A new "inside-out" theory has suggested an alternate path which led to the evolution of complex life on Earth.
All complex life, including plants, animals and fungi, is made up of eukaryotic cells, cells with a nucleus and other complex internal machinery used to perform the functions an organism needs to stay alive and healthy and humans, for example, are composed of 220 different kinds of eukaryotic cells, which, working in groups, control everything from thinking and locomotion to reproduction and immune defense.
Thus, the origin of the eukaryotic cell is considered one of the most critical evolutionary events in the history of life on Earth and had it not occurred sometime between 1.6 and 2 billion years ago, our planet would be a far different place, populated entirely by prokaryotes, single-celled organisms such as bacteria and archaea.
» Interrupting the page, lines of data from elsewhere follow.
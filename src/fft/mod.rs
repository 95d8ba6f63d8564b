//! # FFT — Number-Theoretic Transforms over the Field
//!
//! The engine squares a big integer by transforming its weighted limbs,
//! squaring pointwise and transforming back. This module provides that
//! transform as three interchangeable strategies behind one [`Fft`] trait.
//!
//! ## Contract
//!
//! Every strategy computes the natural-order DFT
//!
//! ```text
//! X[k] = Σ_j x[j]·ω^(jk),   ω = 7^((P−1)/n)
//! ```
//!
//! and its inverse with ω^−1. The inverse is **not** scaled by 1/n:
//! `inv_fft(fft(v)) == n·v`. The 1/n is folded into the engine's unweight
//! table, saving a full pass per iteration.
//!
//! Because all three produce identical output for the same input, the weight
//! tables never depend on which strategy was chosen.
//!
//! ## Strategy Selection
//!
//! | log₂ n      | strategy      | shape                                    |
//! |-------------|---------------|------------------------------------------|
//! | ≤ 10        | [`FftUnrolled`] | radix-2 DIT, hand-unrolled 2/4/8 kernels |
//! | > 10, even  | [`FftFourStep`] | Bailey four-step on a √n × √n matrix     |
//! | > 10, odd   | [`FftFastish`]  | radix-4 DIF + radix-2 tail, bit reversal |
//!
//! Small transforms fit in cache and gain most from removing loop overhead.
//! Large ones are bound by memory traffic: four-step keeps each pass inside
//! rows of √n elements, and when n is an odd power of two the radix-4
//! DIF halves the number of passes over memory instead.
//!
//! ## References
//!
//! - D.H. Bailey, "FFTs in External or Hierarchical Memory", J. Supercomputing
//!   4(1), 1990 (four-step).
//! - R. Crandall, B. Fagin, "Discrete Weighted Transforms and Large-Integer
//!   Arithmetic", Mathematics of Computation 62(205), 1994.

mod fastish;
mod four_step;
mod unrolled;

pub use fastish::FftFastish;
pub use four_step::FftFourStep;
pub use unrolled::FftUnrolled;

use crate::modmath::{mod_inv, mod_mul, root_of_unity};
use serde::Serialize;
use std::fmt;

/// Largest log₂ n handled by [`FftUnrolled`] under automatic selection.
pub const UNROLLED_MAX_LOG_N: u8 = 10;

/// In-place forward and inverse transforms of a fixed length.
pub trait Fft: Send + Sync {
    /// log₂ of the transform length.
    fn log_n(&self) -> u8;

    /// Transform length.
    fn size(&self) -> usize {
        1 << self.log_n()
    }

    fn fft(&self, x: &mut [u64]);

    /// Inverse transform, scaled by n.
    fn inv_fft(&self, x: &mut [u64]);
}

#[derive(Clone, Copy, Debug, PartialEq, Eq, Serialize)]
#[serde(rename_all = "snake_case")]
pub enum FftKind {
    Unrolled,
    FourStep,
    Fastish,
}

impl FftKind {
    /// Pick the strategy for a transform of length 2^log_n.
    pub fn for_log_n(log_n: u8) -> Self {
        if log_n <= UNROLLED_MAX_LOG_N {
            FftKind::Unrolled
        } else if log_n % 2 == 0 {
            FftKind::FourStep
        } else {
            FftKind::Fastish
        }
    }
}

impl fmt::Display for FftKind {
    fn fmt(&self, f: &mut fmt::Formatter<'_>) -> fmt::Result {
        f.write_str(match self {
            FftKind::Unrolled => "unrolled",
            FftKind::FourStep => "four-step",
            FftKind::Fastish => "fastish",
        })
    }
}

/// The strategy chosen for one engine, fixed for its lifetime.
pub enum Transform {
    Unrolled(FftUnrolled),
    FourStep(FftFourStep),
    Fastish(FftFastish),
}

impl Transform {
    pub fn new(log_n: u8) -> Self {
        match FftKind::for_log_n(log_n) {
            FftKind::Unrolled => Transform::Unrolled(FftUnrolled::new(log_n)),
            FftKind::FourStep => Transform::FourStep(FftFourStep::new(log_n)),
            FftKind::Fastish => Transform::Fastish(FftFastish::new(log_n)),
        }
    }

    pub fn kind(&self) -> FftKind {
        match self {
            Transform::Unrolled(_) => FftKind::Unrolled,
            Transform::FourStep(_) => FftKind::FourStep,
            Transform::Fastish(_) => FftKind::Fastish,
        }
    }
}

impl Fft for Transform {
    fn log_n(&self) -> u8 {
        match self {
            Transform::Unrolled(t) => t.log_n(),
            Transform::FourStep(t) => t.log_n(),
            Transform::Fastish(t) => t.log_n(),
        }
    }

    #[inline]
    fn fft(&self, x: &mut [u64]) {
        match self {
            Transform::Unrolled(t) => t.fft(x),
            Transform::FourStep(t) => t.fft(x),
            Transform::Fastish(t) => t.fft(x),
        }
    }

    #[inline]
    fn inv_fft(&self, x: &mut [u64]) {
        match self {
            Transform::Unrolled(t) => t.inv_fft(x),
            Transform::FourStep(t) => t.inv_fft(x),
            Transform::Fastish(t) => t.inv_fft(x),
        }
    }
}

/// Primitive 2^log_n-th root of unity for each direction: (ω, ω^−1).
pub(crate) fn roots_for(log_n: u8) -> (u64, u64) {
    let w = root_of_unity(log_n);
    let w_inv = mod_inv(w).expect("root of unity is nonzero");
    (w, w_inv)
}

/// [1, w, w², …, w^(len−1)].
pub(crate) fn root_powers(w: u64, len: usize) -> Vec<u64> {
    let mut powers = Vec::with_capacity(len);
    let mut acc = 1;
    for _ in 0..len {
        powers.push(acc);
        acc = mod_mul(acc, w);
    }
    powers
}

/// Permute x (length 2^log_n) into bit-reversed index order.
pub(crate) fn bit_reverse_permute(x: &mut [u64], log_n: u8) {
    if log_n == 0 {
        return;
    }
    let shift = usize::BITS - log_n as u32;
    for i in 0..x.len() {
        let j = i.reverse_bits() >> shift;
        if i < j {
            x.swap(i, j);
        }
    }
}

/// Transpose a row-major side × side matrix in place, tile by tile.
pub(crate) fn transpose_square(x: &mut [u64], side: usize) {
    const TILE: usize = 32;
    debug_assert_eq!(x.len(), side * side);
    for bi in (0..side).step_by(TILE) {
        for bj in (bi..side).step_by(TILE) {
            for i in bi..(bi + TILE).min(side) {
                let start = if bi == bj { i + 1 } else { bj };
                for j in start..(bj + TILE).min(side) {
                    x.swap(i * side + j, j * side + i);
                }
            }
        }
    }
}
For the most part, scientists agree that eukaryotic cells arose from a symbiotic relationship between bacteria that bacteria represent two of life's three great domains and archaea, which are similar to bacteria but have many molecular differences. The third is represented by eukaryotes, organisms composed of the more complex eukaryotic cells.
Prevailing theory holds that eukaryotes came to be when a bacterium was swallowed by an archaeon and the engulfed bacterium gave rise to mitochondria, whereas internalized pieces of the outer cell membrane of the archaeon formed the cell's other internal compartments, including the nucleus and endomembrane system.
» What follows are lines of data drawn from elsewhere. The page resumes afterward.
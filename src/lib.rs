//! Lucas–Lehmer primality testing of Mersenne numbers 2^q − 1.
//!
//! Squarings mod 2^q − 1 run as an irrational-base discrete weighted
//! transform (IBDWT) over the prime field P = 2^64 − 2^32 + 1, so no floating
//! point and no explicit reduction by the Mersenne modulus is involved.
//!
//! Layers, leaves first: [`modmath`] field kernel, [`vector`] elementwise ops,
//! [`fft`] transforms, [`tables`] digit widths and weights, [`mersenne`]
//! engine. [`verify`] holds a GMP reference used for cross-checking.

pub mod config;
pub mod error;
pub mod fft;
pub mod mersenne;
pub mod modmath;
pub mod progress;
pub mod tables;
pub mod vector;
pub mod verify;

pub use config::RunConfig;
pub use error::MersenneError;
pub use mersenne::{format_residue, test_exponent, Mersenne, TestReport};
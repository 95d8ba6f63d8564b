//! Run configuration, built once by the binary and passed into
//! [`crate::test_exponent`]. The library keeps no process-wide flags.

use std::path::PathBuf;
use std::time::Duration;

use crate::error::MersenneError;
use crate::modmath::MAX_LOG_N;

#[derive(Debug, Clone, Default, PartialEq, Eq)]
pub struct RunConfig {
    /// Squarings to run; 0 runs the full q − 2.
    pub iterations: u64,
    /// Forced transform length as log₂n; `None` searches from the smallest.
    pub log_n: Option<u8>,
    /// Cross-check the final state against the GMP reference.
    pub verify: bool,
    /// Where the binary writes a CPU profile of the run, if anywhere.
    pub cpu_profile: Option<PathBuf>,
}

impl RunConfig {
    /// Reject a forced transform length the field cannot support before any
    /// tables are built.
    pub fn validate(&self) -> Result<(), MersenneError> {
        match self.log_n {
            Some(log_n) if log_n > MAX_LOG_N => Err(MersenneError::InvalidTransformSize {
                log_n,
                max_log_n: MAX_LOG_N,
            }),
            _ => Ok(()),
        }
    }
}

/// Background reporter cadence; `None` disables it.
pub fn report_interval(secs: u64) -> Option<Duration> {
    (secs > 0).then(|| Duration::from_secs(secs))
}
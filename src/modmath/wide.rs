//! Kernel backend built on native 128-bit products and carry flags.

use super::{EPSILON, MOD_P};

/// Reduce `hi·2^64 + lo` into [0, P).
#[inline]
pub fn mod_reduce(hi: u64, lo: u64) -> u64 {
    let hi_hi = hi >> 32;
    let hi_lo = hi & EPSILON;

    // lo − hh; a borrow of 2^64 is worth −ε
    let (mut t0, borrow) = lo.overflowing_sub(hi_hi);
    if borrow {
        t0 = t0.wrapping_sub(EPSILON);
    }

    // + hl·ε; a carry of 2^64 is worth +ε
    let t1 = hi_lo * EPSILON;
    let (mut t2, carry) = t0.overflowing_add(t1);
    if carry {
        t2 = t2.wrapping_add(EPSILON);
    }

    if t2 >= MOD_P {
        t2 - MOD_P
    } else {
        t2
    }
}

#[inline]
pub fn mod_add(x: u64, y: u64) -> u64 {
    let (mut s, carry) = x.overflowing_add(y);
    if carry {
        s = s.wrapping_add(EPSILON);
    }
    if s >= MOD_P {
        s - MOD_P
    } else {
        s
    }
}

#[inline]
pub fn mod_sub(x: u64, y: u64) -> u64 {
    let (d, borrow) = x.overflowing_sub(y);
    if borrow {
        d.wrapping_sub(EPSILON)
    } else {
        d
    }
}

#[inline]
pub fn mod_mul(x: u64, y: u64) -> u64 {
    let p = x as u128 * y as u128;
    mod_reduce((p >> 64) as u64, p as u64)
}

#[inline]
pub fn mod_sqr(x: u64) -> u64 {
    mod_mul(x, x)
}

/// Add `carry` to `x`, keep the low `width` bits and leave the rest in `carry`.
#[inline]
pub fn mod_adc(x: u64, width: u8, carry: &mut u64) -> u64 {
    debug_assert!(width < 64);
    let t = x as u128 + *carry as u128;
    *carry = (t >> width) as u64;
    (t as u64) & ((1u64 << width) - 1)
}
David Baum from University of Wisconsin-Madison said that the current theory is widely accepted, but he would not say it is "established" since nobody seems to have seriously considered alternative explanations, known as the "inside-out" theory of eukaryotic cell evolution.
The inside-out theory proposed by the Baums suggests that eukaryotes evolved gradually as cell protrusions, called blebs, reached out to trap free-living mitochondria-like bacteria. Drawing energy from the trapped bacteria and using bacterial lipids, insoluble organic fatty acids, as building material, the blebs grew larger, eventually engulfing the bacteria and creating the membrane structures that form the cell's internal compartment boundaries.
The study is published in journal BMC Biology.